_TASK OBJECTIVE_. What lines of the data below hold the string "FeesTemplate"? Copy each one.

_Saved data entries_.
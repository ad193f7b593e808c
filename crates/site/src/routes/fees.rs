//! Fee range editor.

use askama::Template;
use askama_web::WebTemplate;
use axum::{
    Form,
    extract::{Query, State},
    http::StatusCode,
    response::{IntoResponse, Response},
};
use serde::Deserialize;
use tracing::instrument;

use psicofinders_core::{FeeRange, FeeRangeError};

use super::{SavedQuery, found, own_profile};
use crate::db::TherapistRepository;
use crate::error::AppError;
use crate::filters;
use crate::middleware::RequirePro;
use crate::state::AppState;

const SAVED_PATH: &str = "/pro/honorarios?saved=1";

#[derive(Template, WebTemplate)]
#[template(path = "pro/honorarios.html")]
pub struct FeesTemplate {
    pub current_path: &'static str,
    pub price_min: String,
    pub price_max: String,
    pub error: Option<String>,
    pub saved: bool,
}

#[derive(Debug, Deserialize)]
pub struct FeesForm {
    #[serde(default)]
    pub price_min: String,
    #[serde(default)]
    pub price_max: String,
}

/// Message shown on the form for a rejected range.
#[must_use]
pub fn fee_error_message(error: &FeeRangeError) -> String {
    match error {
        FeeRangeError::MinAboveMax => "El mínimo no puede ser mayor que el máximo.".to_owned(),
        FeeRangeError::Negative => "Los honorarios no pueden ser negativos.".to_owned(),
        FeeRangeError::InvalidAmount(value) => format!("Importe no válido: {value}"),
    }
}

/// Display the fee form.
///
/// GET /pro/honorarios
#[instrument(skip_all)]
pub async fn page(
    RequirePro(caller): RequirePro,
    State(state): State<AppState>,
    Query(query): Query<SavedQuery>,
) -> Result<FeesTemplate, AppError> {
    let profile = own_profile(&state, &caller.identity).await?;
    let amount = |v: Option<rust_decimal::Decimal>| v.map(|d| d.normalize().to_string()).unwrap_or_default();

    Ok(FeesTemplate {
        current_path: "/pro/honorarios",
        price_min: amount(profile.fees.min()),
        price_max: amount(profile.fees.max()),
        error: None,
        saved: query.is_saved(),
    })
}

/// Save the fee range. An inverted range is rejected before anything is stored.
///
/// POST /pro/honorarios
#[instrument(skip_all)]
pub async fn submit(
    RequirePro(caller): RequirePro,
    State(state): State<AppState>,
    Form(form): Form<FeesForm>,
) -> Result<Response, AppError> {
    let fees = match FeeRange::parse(&form.price_min, &form.price_max) {
        Ok(fees) => fees,
        Err(e) => {
            tracing::debug!(error = %e, "Fee range rejected");
            let template = FeesTemplate {
                current_path: "/pro/honorarios",
                error: Some(fee_error_message(&e)),
                price_min: form.price_min,
                price_max: form.price_max,
                saved: false,
            };
            return Ok((StatusCode::BAD_REQUEST, template).into_response());
        }
    };

    TherapistRepository::new(state.pool()?, &caller.identity)
        .update_fees(&fees)
        .await?;
    tracing::info!(therapist_id = %caller.identity.id, "Fees updated");

    Ok(found(SAVED_PATH))
}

_RESPONSE TO THIS EXERCISE_.
pub struct FeesTemplate {
) -> Result<FeesTemplate, AppError> {
    Ok(FeesTemplate {
            let template = FeesTemplate {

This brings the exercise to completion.